BtZ: Some more banana molecule stuff
Smoke Teff
smoketeff at gmail.com
Tue Mar 29 12:34:30 CDT 2016
Here is the spirit of Herr Rathenau on p. 169 on steel, coal,
transformation, the interface between death and...life? Maybe this supports
Laura's reading of the source of the bananas a bit.
"We thought of this as an industrial process. It was more. We passed over
the coal-tars. A thousand different molecules waited in the preterite dung.
This is the sign of revealing. Of unfolding. This is one meaning of mauve,
the first new color on Earth, leaping to Earth's light from its grave miles
and aeons below. There is the other meaning... the succession... I can't
see that far yet...
"But this is all the impersonation of life. The real movement is not from
death to any rebirth. It is from death to death-transfigured. The best you
can do is to polymerize a few dead molecules. But polymerizing is not
resurrection. I mean your IG, Generaldirektor."

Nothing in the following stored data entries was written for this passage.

//! Capture through an external learning program.
//!
//! The configured command line is run through the platform shell once per
//! capture. It is expected to put the blaster in learning mode, wait for a
//! button press and print the learned code. For python-broadlink that is:
//!
//! ```text
//! broadlink_cli --device @living.device --learn
//! ```
//!
//! together with `--token-pattern "Base64: b'([^']+)'"` to pick the base64
//! form out of its output.

use std::process::Stdio;
use std::time::Duration;

use anyhow::{Context, Result};
use irlearn_core::{Capture, CaptureError, CommandToken, Leaf};
use regex::Regex;
use tokio::process::Command;
use tokio::runtime::Runtime;
use tokio::time::timeout;
use tracing::{debug, info};

/// Environment variable carrying the slot being learned to the command.
pub const LEAF_ENV: &str = "IRLEARN_LEAF";

/// Runs a shell command per capture and extracts the token from its stdout.
pub struct CommandCapture {
    command: String,
    timeout: Duration,
    pattern: Option<Regex>,
    runtime: Runtime,
}

impl CommandCapture {
    pub fn new(command: impl Into<String>, timeout: Duration, pattern: Option<&str>) -> Result<Self> {
        let pattern = pattern
            .map(|p| Regex::new(p).with_context(|| format!("Invalid --token-pattern '{}'", p)))
            .transpose()?;

        let runtime = tokio::runtime::Builder::new_current_thread()
            .enable_all()
            .build()
            .context("Failed to create runtime for the capture command")?;

        Ok(Self {
            command: command.into(),
            timeout,
            pattern,
            runtime,
        })
    }

    async fn run(&self, leaf: &Leaf) -> Result<CommandToken, CaptureError> {
        let child = shell(&self.command)
            .env(LEAF_ENV, leaf.to_string())
            .stdin(Stdio::null())
            .stdout(Stdio::piped())
            .stderr(Stdio::piped())
            .kill_on_drop(true)
            .spawn()
            .map_err(|source| CaptureError::Spawn {
                command: self.command.clone(),
                source,
            })?;
        debug!("Spawned capture command (pid {:?})", child.id());

        // Dropping the child on timeout kills it.
        let output = match timeout(self.timeout, child.wait_with_output()).await {
            Ok(output) => output.map_err(|e| CaptureError::Failed {
                message: format!("failed to collect capture output: {}", e),
            })?,
            Err(_) => return Err(CaptureError::Timeout(self.timeout)),
        };

        let stdout = String::from_utf8_lossy(&output.stdout);
        let stderr = String::from_utf8_lossy(&output.stderr);
        debug!("Capture command exited with {}", output.status);

        if !output.status.success() {
            return Err(CaptureError::failed_with_stderr(
                format!("capture command exited with {}", output.status),
                Some(&stderr),
            ));
        }

        extract_token(&stdout, self.pattern.as_ref()).ok_or(CaptureError::NoSignal)
    }
}

impl Capture for CommandCapture {
    fn capture(&mut self, leaf: &Leaf) -> Result<CommandToken, CaptureError> {
        info!("Waiting for a signal for {}", leaf);
        self.runtime.block_on(self.run(leaf))
    }
}

#[cfg(unix)]
fn shell(command: &str) -> Command {
    let mut cmd = Command::new("sh");
    cmd.arg("-c").arg(command);
    cmd
}

#[cfg(not(unix))]
fn shell(command: &str) -> Command {
    let mut cmd = Command::new("cmd");
    cmd.arg("/C").arg(command);
    cmd
}

/// Pull the command token out of a capture program's output.
///
/// With a pattern, the first match wins: its first capture group if the
/// pattern has one, the whole match otherwise. Without a pattern the last
/// non-empty line is used. Blank results count as no signal.
pub fn extract_token(stdout: &str, pattern: Option<&Regex>) -> Option<CommandToken> {
    let raw = match pattern {
        Some(pattern) => {
            let captures = pattern.captures(stdout)?;
            captures.get(1).or_else(|| captures.get(0))?.as_str()
        }
        None => stdout.lines().rev().map(str::trim).find(|line| !line.is_empty())?,
    };

    let raw = raw.trim();
    (!raw.is_empty()).then(|| CommandToken::from(raw))
}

This last section, behind enemy territory, seems to yinning the yang of a
bunch of stuff from the novel's opening chapters. Sort of obvious dark
matter--though of course that's the limited, first-order response. These
things are obviously inextricable.
So I'm inclined to believe the distance between how Rathenau might describe
the bananas and how I might be more comfortable thinking about them is
maybe not as vast or distinguishable as I want to think. This seems to be a
fundamental question. And to have always been. Is it death v life or is
that an illusion--is it death v (really death w/) death-transfigured?

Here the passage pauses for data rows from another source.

//! Core types and logic for irlearn.
//!
//! This crate builds the climate code document consumed by the SmartIR
//! integration and drives the learn/confirm loop that fills it. It performs
//! no terminal or device I/O; those are supplied by the caller through the
//! traits in [`learn`].
//!
//! # Modules
//!
//! - [`catalog`]: operation, preset, fan and swing mode catalogs
//! - [`temperature`]: temperatures, precision and the temperature ladder
//! - [`profile`]: the validated device profile
//! - [`document`]: the ordered code document and its slots
//! - [`builder`]: expands a profile into an empty document
//! - [`learn`]: the learn/confirm traversal
//! - [`error`]: error types with operator hints
//!
//! # Document shape
//!
//! | Level | Key |
//! |-------|-----|
//! | 1 | operation mode, plus the flat `off` slot |
//! | 2 | preset mode |
//! | 3 | fan mode |
//! | 4 | swing mode |
//! | 5 | temperature, rendered `16` or `16.5` |

pub mod builder;
pub mod catalog;
pub mod document;
pub mod error;
pub mod learn;
pub mod profile;
pub mod temperature;

pub use builder::build;
pub use catalog::{Catalog, FanMode, OperationMode, PresetMode, SwingMode};
pub use document::{CommandKey, CommandToken, Leaf, OutputDocument, Slot};
pub use error::{CaptureError, DocumentError, LearnError, ProfileError};
pub use learn::{AuditSink, Capture, Confirmation, FailureChoice, LearnSummary, Learner, Operator};
pub use profile::{DeviceInfo, DeviceProfile, ModeSelection};
pub use temperature::{temperature_ladder, Precision, Temperature};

[Optimistic spin: can we make the same lateral move in our understanding,
to see the binary as life v life-transfigured? Or to see beyond the binary
entirely?]
Imagine you live in that maisonette. How do you know if it's good to eat
the banana. What factors do you consider. All causes have, in turn, their
own causes. Eventually the question gets hopelessly entangled, and far from
you. It is probably wrongthinking to imagine we should be able to really
get to the bottom of it. On some level, our decision-making, our
categorization, has to rely on some sort of instinct. Instinct, at least,
leads me, for now, to do my best to choose to understand life as beyond a
real thing, whose value is self-evident. And if the bananas make me want to
share their scent with the whole desperate city, for free, I'm gonna call
that the good thing, even if it's not a stainless lineage. Steel, on the
other hand, is stainless, and rarely moves its handlers to share it for
free out of good feeling. I'll call that a different thing, a bad thing.
Maybe the distinction between the two is not rational, but I'm mortal, and
the categorization helps me.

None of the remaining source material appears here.